Here is a standard central venous line insertion kit. There are some things in it that we (or at least “I”) truly never use, and I suspect some folks do not even know what they are for. Let’s have a look.

This extension tubing and blunt tipped needle with a green hub in it’s own packaging, for example, what are they for?

The needle is labeled “Transduction Probe”. Why? What does it transduce?

Before we can explain that, we need to consider the function of the blue syringe in the kit.
The Raulerson Syringe (Yes, it has a name)

This syringe with a blue plunger has a one-way valve mechanism that lets you pass a wire all the way through the syringe and out the needle tip without letting any blood leak out.

How to confirm venous placement
The most reliable way to confirm venous – as opposed to arterial – needle placement is to do the procedure under ultrasound guidance.
If the line was placed without ultrasound guidance, however, we use other clues to confirm venous placement. One is to look at the color of the blood in the syringe. Another is to disconnect the syringe from the needle and observe whether the blood is oozing (venous) or spurting (arterial). Neither is infallible.
The whole purpose of using the Raulerson syringe, though, is to not have to disconnect the syringe from the needle.
So, how do you confirm venous placement without disconnecting the syringe from the needle?
Enter the “Transduction Probe”
This blunt tipped needle is designed to be placed into the hole on the back of the plunger of the Raulerson syringe. Doing so deactivates the valve mechanism and allows blood to flow though the needle and out the back of syringe in an open manner.

Here is the manufacturer’s description of what it is for and how to use it

So, the intended use is to have a pressure transduction system (the same setup we use to measure blood pressure via an arterial line or central venous pressure via a CVL) set up, flushed, calibrated, and ready to go when you are inserting the needle. Then, once you get blood in the syringe, attach the pressure transduction system to the Raulerson syringe via the transduction probe and look at the monitor. The idea is that the wave form would either be arterial or venous, and the pressure would either be high and pulsatile indicating arterial placement, or low and steady indicating venous placement.
Maybe you see the problem. Setting up the pressure transduction system requires some specialized equipment and nursing time/expertise. Maybe this can happen quickly in an ICU setting where it is done frequently, but in the ED it’s a hassle. Admittedly, it could be done. But given that there are quicker, cheaper, less labor intensive options, it’s not surprising that we never do this.
The extension tubing

The extension tubing gives you a back up plan. Rather than going to the time, trouble, and expense of setting up the pressure transduction system, you could insert the pressure transduction probe to the Raulerson syringe and attach the extension tubing to the needle.

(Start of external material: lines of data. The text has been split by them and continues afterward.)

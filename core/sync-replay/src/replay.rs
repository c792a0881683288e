//! Feeds a recorded frame log through the subscription controller against a
//! snapshot of the cluster, then audits the graph it leaves behind.

use std::collections::BTreeMap;
use std::path::Path;
use std::sync::Arc;
use std::time::Duration;

use chrono::{DateTime, Utc};
use fleetdeck_core::{
    check_links, collection_sizes, orphaned_members, ConnectionStats, LinkViolation,
    ManualTransport, MemoryStore, Subscription, SyncConfig, TransportEvent,
};
use fleetdeck_protocol::{parse_frame, Frame};
use serde::Serialize;
use serde_json::Value;
use tokio::sync::mpsc;

const CHANNEL_CAPACITY: usize = 256;

#[derive(Debug, Serialize)]
pub struct ReplayReport {
    pub started_at: DateTime<Utc>,
    pub finished_at: DateTime<Utc>,
    pub resources_loaded: usize,
    pub frames_read: usize,
    /// Resource-change frames per resource type, as recorded.
    pub resource_types: BTreeMap<String, usize>,
    pub connection: Option<ConnectionStats>,
    pub collections: BTreeMap<String, usize>,
    pub violations: Vec<LinkViolation>,
    /// Mounts and balancers left on a parent they moved away from. Reported
    /// for inspection; they do not make the run fail.
    pub orphans: Vec<LinkViolation>,
}

impl ReplayReport {
    pub fn is_clean(&self) -> bool {
        self.violations.is_empty()
    }
}

pub fn load_snapshot(path: &Path) -> Result<MemoryStore, String> {
    let content = fs_err::read_to_string(path).map_err(|err| err.to_string())?;
    let snapshot: Value = serde_json::from_str(&content)
        .map_err(|err| format!("Invalid snapshot {}: {}", path.display(), err))?;
    MemoryStore::from_snapshot(snapshot)
        .map_err(|err| format!("Invalid snapshot {}: {}", path.display(), err))
}

/// Non-empty lines of a JSONL frame log.
pub fn read_frames(path: &Path) -> Result<Vec<String>, String> {
    let content = fs_err::read_to_string(path).map_err(|err| err.to_string())?;
    Ok(content
        .lines()
        .map(str::trim)
        .filter(|line| !line.is_empty())
        .map(str::to_string)
        .collect())
}

pub fn check(store: MemoryStore, config: &SyncConfig) -> ReplayReport {
    let started_at = Utc::now();
    let resources_loaded = store.preload();
    tracing::info!(resources = resources_loaded, "Snapshot loaded");

    ReplayReport {
        started_at,
        finished_at: Utc::now(),
        resources_loaded,
        frames_read: 0,
        resource_types: BTreeMap::new(),
        connection: None,
        collections: collection_sizes(&store),
        violations: check_links(&store, config),
        orphans: orphaned_members(&store, config),
    }
}

pub async fn run(
    store: MemoryStore,
    frames: Vec<String>,
    project_id: Option<&str>,
    config: &SyncConfig,
) -> ReplayReport {
    let started_at = Utc::now();
    let resources_loaded = store.preload();
    let store = Arc::new(store);
    tracing::info!(
        resources = resources_loaded,
        frames = frames.len(),
        "Replaying frame log"
    );

    let frames_read = frames.len();
    let resource_types = tally_resource_types(&frames);

    let transport = Arc::new(ManualTransport::new());
    let mut subscription = Subscription::new(transport, store.clone(), config);
    subscription.enter(project_id);

    let (tx, mut rx) = mpsc::channel(CHANNEL_CAPACITY);
    let feeder = tokio::spawn(async move {
        let connected = TransportEvent::Connected {
            attempts: 0,
            elapsed: Duration::ZERO,
        };
        if tx.send(connected).await.is_err() {
            return;
        }
        for raw in frames {
            if tx.send(TransportEvent::Message(raw)).await.is_err() {
                return;
            }
        }
    });

    subscription.run(&mut rx).await;
    if let Err(err) = feeder.await {
        tracing::warn!(error = %err, "Frame feeder stopped early");
    }
    subscription.settle().await;

    let violations = check_links(store.as_ref(), config);
    for violation in &violations {
        tracing::warn!(violation = %violation, "Link invariant violated");
    }
    let orphans = orphaned_members(store.as_ref(), config);
    for orphan in &orphans {
        tracing::info!(orphan = %orphan, "Member left on its previous parent");
    }

    ReplayReport {
        started_at,
        finished_at: Utc::now(),
        resources_loaded,
        frames_read,
        resource_types,
        connection: Some(subscription.stats().clone()),
        collections: collection_sizes(store.as_ref()),
        violations,
        orphans,
    }
}

fn tally_resource_types(frames: &[String]) -> BTreeMap<String, usize> {
    let mut counts = BTreeMap::new();
    for raw in frames {
        if let Ok((_, Frame::ResourceChange(change))) = parse_frame(raw) {
            *counts.entry(change.resource_type).or_insert(0) += 1;
        }
    }
    counts
}

#[cfg(test)]
mod tests {
    use super::*;
    use serde_json::json;

    fn write(dir: &Path, name: &str, content: &str) -> std::path::PathBuf {
        let path = dir.join(name);
        std::fs::write(&path, content).expect("write fixture");
        path
    }

    fn snapshot() -> Value {
        json!({
            "host": [{"id": "1h1"}, {"id": "1h2"}],
            "container": [{"id": "1i1", "hosts": ["1h1"], "state": "running"}],
        })
    }

    #[test]
    fn reads_frames_skipping_blank_lines() {
        let temp_dir = tempfile::tempdir().expect("temp dir");
        let path = write(temp_dir.path(), "frames.jsonl", "{\"name\":\"ping\"}\n\n  \n{}\n");
        assert_eq!(
            read_frames(&path).expect("frames"),
            vec!["{\"name\":\"ping\"}".to_string(), "{}".to_string()]
        );
    }

    #[test]
    fn rejects_snapshot_that_is_not_keyed_by_kind() {
        let temp_dir = tempfile::tempdir().expect("temp dir");
        let path = write(temp_dir.path(), "snapshot.json", "[1, 2]");
        assert!(load_snapshot(&path).is_err());
    }

    #[test]
    fn check_reports_unlinked_snapshot() {
        let store = MemoryStore::from_snapshot(snapshot()).expect("snapshot");
        let report = check(store, &SyncConfig::default());
        assert_eq!(report.resources_loaded, 3);
        assert_eq!(report.violations.len(), 1);
        assert!(!report.is_clean());
    }

    #[tokio::test]
    async fn replay_repairs_and_reports() {
        let store = MemoryStore::from_snapshot(snapshot()).expect("snapshot");
        let frames = vec![
            json!({
                "name": "resource.change",
                "resourceType": "container",
                "resourceId": "1i1",
                "resource": {"type": "container", "id": "1i1", "hosts": ["1h2"]},
            })
            .to_string(),
            r#"{"name":"ping"}"#.to_string(),
            "not json".to_string(),
        ];

        let report = run(store, frames, Some("1a5"), &SyncConfig::default()).await;
        assert!(report.is_clean(), "violations: {:?}", report.violations);
        assert_eq!(report.frames_read, 3);
        assert_eq!(report.resource_types.get("container"), Some(&1));
        assert_eq!(report.collections.get("host:1h2.instances"), Some(&1));

        let connection = report.connection.expect("connection stats");
        assert_eq!(connection.frames_handled, 1);
        assert_eq!(connection.frames_dropped, 1);
        assert!(connection.last_ping_at.is_some());
    }

    #[tokio::test]
    async fn moved_mount_is_an_orphan_and_keeps_the_run_clean() {
        let store = MemoryStore::from_snapshot(json!({
            "volume": [
                {"id": "1v1", "mounts": [{"type": "mount", "id": "1m1", "volumeId": "1v1"}]},
                {"id": "1v2"},
            ],
        }))
        .expect("snapshot");
        let frames = vec![json!({
            "name": "resource.change",
            "resourceType": "mount",
            "resourceId": "1m1",
            "resource": {"type": "mount", "id": "1m1", "volumeId": "1v2"},
        })
        .to_string()];

        let report = run(store, frames, None, &SyncConfig::default()).await;
        assert!(report.is_clean(), "violations: {:?}", report.violations);
        assert_eq!(report.collections.get("volume:1v2.mounts"), Some(&1));
        assert_eq!(report.orphans.len(), 1);
        assert_eq!(report.orphans[0].parent, "volume:1v1");
    }
}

Holding the end of the tubing up relative to the insertion site allows us to see if the blood climbs the tube against gravity. If it does not rise at all, or only climbs as high as the CVP (~10 cm H20 above the right atrium) the needle is likely in a vein. On the other hand, if it climbs the tube well above 10 cm, it is indicative of arterial placement.
Wrap it up
The transaction probe and extension tubing give you some options for confirming venous placement when the Raulerson syringe was used for access. In the era of ultrasound guidance, we rarely need other methods for confirmation. In my experience, it is simpler to remove the syringe from the needle and check the pulsatility of the flow than to attach these extra contraptions to the syringe. However, this is matter of personal preference and the transduction probe and extension tubing are perfectly valid options.